L'annonce initiale, l'interdiction de respirer pendant le film, rapproche l'expérience du film de celle du show d'Henry. On notera par ailleurs la ressemblance physique entre Leos Carax et Adam Driver. Car c'est bien la fragilité de l'art pourtant nécessaire pour survivre à ceux qui lui ont dédié leur vie qu'il nous fait partager ici.
La nuit du chasseur
La nuit du chasseur (Charles Laughton, 1955) est incontestablement la référence majeure du film. On y retrouve la mer laiteuse avec ses passagers sur un frêle esquif ; la descente avec les cheveux dénoués d'Ann au fond de l'eau. On y retrouve surtout la poupée que tenait la petite Pearl et dans laquelle son père avait caché l'argent avant de mourir. Annette tient ainsi sans cesse sa poupée-gorille qui manifeste son amour pour son père.
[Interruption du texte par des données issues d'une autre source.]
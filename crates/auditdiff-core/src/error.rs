//! Error types for parsing, diffing, and audit record operations.

use thiserror::Error;

/// Errors that can occur while turning snapshots into audit records.
///
/// The diff itself is total over well-formed trees, so every variant here comes
/// from a boundary: parsing interchange text, serializing diff parts, or a sink.
#[derive(Error, Debug)]
pub enum AuditError {
    /// The input text was not a valid JSON document.
    #[error("malformed input: {0}")]
    MalformedInput(#[source] serde_json::Error),

    /// A persisted record could not be read back.
    /// Includes the 1-based line number of the offending record.
    #[error("malformed audit record at line {line}: {source}")]
    MalformedRecord {
        line: usize,
        #[source]
        source: serde_json::Error,
    },

    /// A diff part could not be serialized to JSON. No record is produced.
    #[error("failed to serialize {field}: {source}")]
    SerializationFailure {
        field: &'static str,
        #[source]
        source: serde_json::Error,
    },

    /// The sink's backing file could not be read or written.
    #[error("audit sink I/O error: {0}")]
    Io(#[from] std::io::Error),
}

/// Convenience alias used throughout auditdiff-core.
pub type Result<T> = std::result::Result<T, AuditError>;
Quand elle se dépouille de ses corps de marionnette pour faire sa mue en petite fille, elle abandonne aussi cette poupée qui la rattachait à son père. Dans Holy motors (2012), qui célébrait lui la folle énergie des artistes, et non, comme ici, la malédiction qui les attache à la performance et la réussite, M. Oscar rejoignait aussi sa famille, heureux puisque ses enfants, des singes, lui manifestaient leur affection.
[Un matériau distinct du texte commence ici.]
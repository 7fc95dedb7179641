//! Tests for the three-way diff engine.
//!
//! Each case writes both snapshots as JSON literals and checks all three
//! parts of the result, including which parts are absent.

use auditdiff_core::{diff, diff_json, AuditError, DiffResult, TreeValue};
use serde_json::json;

fn tree(value: serde_json::Value) -> TreeValue {
    TreeValue::from(value)
}

/// Diff two JSON literals.
fn diff_of(old: serde_json::Value, new: serde_json::Value) -> DiffResult {
    diff(&tree(old), &tree(new))
}

fn part(value: serde_json::Value) -> Option<TreeValue> {
    Some(tree(value))
}

// ============================================================================
// Objects
// ============================================================================

#[test]
fn object_keys_are_partitioned() {
    let result = diff_of(json!({"a": 1, "b": 2}), json!({"b": 2, "c": 3}));

    assert_eq!(result.removed, part(json!({"a": 1})));
    assert_eq!(result.added, part(json!({"c": 3})));
    assert_eq!(result.unchanged, part(json!({"b": 2})));
}

#[test]
fn nested_objects_merge_recursively() {
    let result = diff_of(
        json!({"x": {"a": 1, "b": 2}}),
        json!({"x": {"a": 9, "b": 2}}),
    );

    assert_eq!(result.removed, part(json!({"x": {"a": 1}})));
    assert_eq!(result.added, part(json!({"x": {"a": 9}})));
    assert_eq!(result.unchanged, part(json!({"x": {"b": 2}})));
}

#[test]
fn changed_scalar_field_appears_on_both_sides() {
    let result = diff_of(
        json!({"name": "Sprint 1", "status": "open"}),
        json!({"name": "Sprint 1", "status": "closed"}),
    );

    assert_eq!(result.removed, part(json!({"status": "open"})));
    assert_eq!(result.added, part(json!({"status": "closed"})));
    assert_eq!(result.unchanged, part(json!({"name": "Sprint 1"})));
}

#[test]
fn removed_key_keeps_whole_old_subtree() {
    let result = diff_of(
        json!({"owner": {"id": 1, "name": "Ala"}, "title": "T"}),
        json!({"title": "T"}),
    );

    assert_eq!(result.removed, part(json!({"owner": {"id": 1, "name": "Ala"}})));
    assert_eq!(result.added, None);
    assert_eq!(result.unchanged, part(json!({"title": "T"})));
}

#[test]
fn added_key_keeps_whole_new_subtree() {
    let result = diff_of(json!({}), json!({"labels": {"bug": true}}));

    assert_eq!(result.removed, None);
    assert_eq!(result.added, part(json!({"labels": {"bug": true}})));
    assert_eq!(result.unchanged, None);
}

#[test]
fn key_order_does_not_affect_result() {
    let a = diff_of(json!({"a": 1, "b": 2, "c": 3}), json!({"c": 3, "b": 5, "a": 1}));
    let b = diff_of(json!({"c": 3, "a": 1, "b": 2}), json!({"a": 1, "b": 5, "c": 3}));

    assert_eq!(a, b);
    assert_eq!(a.unchanged, part(json!({"a": 1, "c": 3})));
}

#[test]
fn deep_change_only_reports_the_changed_leaf() {
    let result = diff_of(
        json!({"a": {"b": {"c": {"d": 1, "e": 2}}}}),
        json!({"a": {"b": {"c": {"d": 1, "e": 3}}}}),
    );

    assert_eq!(result.removed, part(json!({"a": {"b": {"c": {"e": 2}}}})));
    assert_eq!(result.added, part(json!({"a": {"b": {"c": {"e": 3}}}})));
    assert_eq!(result.unchanged, part(json!({"a": {"b": {"c": {"d": 1}}}})));
}

// ============================================================================
// Collapse to absent
// ============================================================================

#[test]
fn empty_objects_collapse_to_absent() {
    let result = diff_of(json!({}), json!({}));

    assert_eq!(result.removed, None);
    assert_eq!(result.added, None);
    assert_eq!(result.unchanged, None);
    assert!(result.is_empty());
}

#[test]
fn nested_empty_objects_do_not_contribute() {
    let result = diff_of(json!({"meta": {}, "a": 1}), json!({"meta": {}, "a": 1}));

    assert_eq!(result.unchanged, part(json!({"a": 1})));
    assert!(result.is_unchanged());
}

#[test]
fn nested_object_with_only_changes_is_not_in_unchanged() {
    let result = diff_of(json!({"x": {"a": 1}}), json!({"x": {"a": 2}}));

    assert_eq!(result.unchanged, None);
    assert_eq!(result.removed, part(json!({"x": {"a": 1}})));
}

#[test]
fn identical_objects_have_no_removed_or_added() {
    let value = json!({"id": 4, "tags": ["a"], "sub": {"k": null}});
    let result = diff_of(value.clone(), value.clone());

    assert!(result.is_unchanged());
    assert_eq!(result.unchanged, part(value));
}

// ============================================================================
// Arrays
// ============================================================================

#[test]
fn arrays_are_compared_atomically() {
    let result = diff_of(json!({"tags": [1, 2]}), json!({"tags": [1, 2, 3]}));

    assert_eq!(result.removed, part(json!({"tags": [1, 2]})));
    assert_eq!(result.added, part(json!({"tags": [1, 2, 3]})));
    assert_eq!(result.unchanged, None);
}

#[test]
fn equal_arrays_are_unchanged() {
    let result = diff_of(json!([{"a": 1}, 2]), json!([{"a": 1}, 2]));

    assert!(result.is_unchanged());
    assert_eq!(result.unchanged, part(json!([{"a": 1}, 2])));
}

#[test]
fn reordered_array_is_a_change() {
    let result = diff_of(json!([1, 2]), json!([2, 1]));

    assert_eq!(result.removed, part(json!([1, 2])));
    assert_eq!(result.added, part(json!([2, 1])));
    assert_eq!(result.unchanged, None);
}

#[test]
fn objects_inside_arrays_are_not_diffed() {
    let result = diff_of(json!([{"a": 1, "b": 2}]), json!([{"a": 1, "b": 3}]));

    assert_eq!(result.removed, part(json!([{"a": 1, "b": 2}])));
    assert_eq!(result.added, part(json!([{"a": 1, "b": 3}])));
}

#[test]
fn empty_arrays_are_unchanged_not_collapsed() {
    let result = diff_of(json!({"tags": []}), json!({"tags": []}));

    assert_eq!(result.unchanged, part(json!({"tags": []})));
}

// ============================================================================
// Kind changes and scalars
// ============================================================================

#[test]
fn object_to_array_is_a_full_replacement() {
    let result = diff_of(json!({"a": 1}), json!([1]));

    assert_eq!(result.removed, part(json!({"a": 1})));
    assert_eq!(result.added, part(json!([1])));
    assert_eq!(result.unchanged, None);
}

#[test]
fn string_to_number_is_a_full_replacement() {
    let result = diff_of(json!({"v": "1"}), json!({"v": 1}));

    assert_eq!(result.removed, part(json!({"v": "1"})));
    assert_eq!(result.added, part(json!({"v": 1})));
}

#[test]
fn null_to_value_is_a_full_replacement() {
    let result = diff_of(json!({"due": null}), json!({"due": "2026-03-01"}));

    assert_eq!(result.removed, part(json!({"due": null})));
    assert_eq!(result.added, part(json!({"due": "2026-03-01"})));
}

#[test]
fn integer_and_float_are_different_values() {
    let result = diff_of(json!({"n": 1}), json!({"n": 1.0}));

    assert_eq!(result.removed, part(json!({"n": 1})));
    assert_eq!(result.added, part(json!({"n": 1.0})));
}

#[test]
fn top_level_scalars() {
    let same = diff_of(json!(true), json!(true));
    assert_eq!(same.unchanged, part(json!(true)));
    assert!(same.is_unchanged());

    let changed = diff_of(json!(true), json!(false));
    assert_eq!(changed.removed, part(json!(true)));
    assert_eq!(changed.added, part(json!(false)));
    assert_eq!(changed.unchanged, None);
}

// ============================================================================
// Inputs and output
// ============================================================================

#[test]
fn inputs_are_not_mutated() {
    let old = tree(json!({"a": 1, "b": {"c": 2}}));
    let new = tree(json!({"a": 2, "b": {"c": 2}}));
    let (old_before, new_before) = (old.clone(), new.clone());

    let _ = diff(&old, &new);

    assert_eq!(old, old_before);
    assert_eq!(new, new_before);
}

#[test]
fn serialized_output_is_deterministic() {
    let result = diff_json(
        r#"{"b":1,"a":{"y":1,"x":2},"c":[1]}"#,
        r#"{"d":0,"a":{"x":3,"y":1},"b":1}"#,
    )
    .unwrap();

    let json = serde_json::to_string(&result).unwrap();
    assert_eq!(
        json,
        r#"{"removed":{"a":{"x":2},"c":[1]},"added":{"a":{"x":3},"d":0},"unchanged":{"b":1,"a":{"y":1}}}"#
    );
}

#[test]
fn absent_parts_serialize_as_null() {
    let result = diff_json("{}", "{}").unwrap();
    let json = serde_json::to_string(&result).unwrap();
    assert_eq!(json, r#"{"removed":null,"added":null,"unchanged":null}"#);
}

#[test]
fn diff_json_rejects_malformed_input() {
    let err = diff_json(r#"{"a":1"#, "{}").unwrap_err();
    assert!(matches!(err, AuditError::MalformedInput(_)), "{err}");

    let err = diff_json("{}", "not json").unwrap_err();
    assert!(matches!(err, AuditError::MalformedInput(_)), "{err}");
}

#[test]
fn diff_is_reentrant_across_threads() {
    let old = tree(json!({"a": 1, "b": 2}));
    let new = tree(json!({"a": 1, "b": 3}));
    let expected = diff(&old, &new);

    std::thread::scope(|scope| {
        let handles: Vec<_> = (0..4).map(|_| scope.spawn(|| diff(&old, &new))).collect();
        for handle in handles {
            assert_eq!(handle.join().unwrap(), expected);
        }
    });
}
Ni animal ni pantin, Annette peut se débarrasser de ses cinq corps de marionnettes successifs, de sa naissance à ses six ans. Si chacun avait plusieurs masques dont certains bouleversants (rieur du moment où elle danse avec sa mère sur la terrasse de leur maison, ou inquiet pendant la tempête). Dans La nuit du chasseur, Rachel (Lilian Gish) veillait depuis les étoiles sur ses enfants. Ici les astres sont maléfiques, appellent à une vengeance. Dans ce film très noir avec beaucoup de scènes de nuit, le jaune est associé à Anne et le vert à Henry ainsi les courses en moto, le peignoir et la piscine où Ann s'inquiète de lui et où il commet son crime.
Au travers des inquiétudes, des doutes et des renoncements d'Henry, ce sont ses courses folles pour éviter le pire qui le rendent tragique, depuis le plan-séquence d'ouverture à la steadicam où les Sparks entraînent les acteurs dans les rues de Los Angeles jusqu'au plan final de lui se retournant face aux murs vers de sa prison en passant par les courses en moto, souvenir de Mauvais sang (1986) inspiré de la noirceur d'Arthur Rimbaud que l'on retrouve ici. Plus humain, le chef d'orchestre se voit attribuer une mise en scène circulaire, célébrant son travail et amour obstiné : les travelings circulaires autour de son piano avant l'Aria de Ann mais surtout celui à la Dolly, alternant rythme rapide, lorsque le chef d’orchestre dirige ses musiciens, et lent, lorsqu'il se confie en gros plans au spectateur sur son amour pour Ann et son éventuelle paternité d'Annette.
Course noire vers l'abîme, Annette vaut bien que l'on retienne son souffle avant qu'elle ne nous délivre et nous renvoie à notre humanité de simple spectateur.
Jean-Luc Lacuve, le 10 juillet 2021.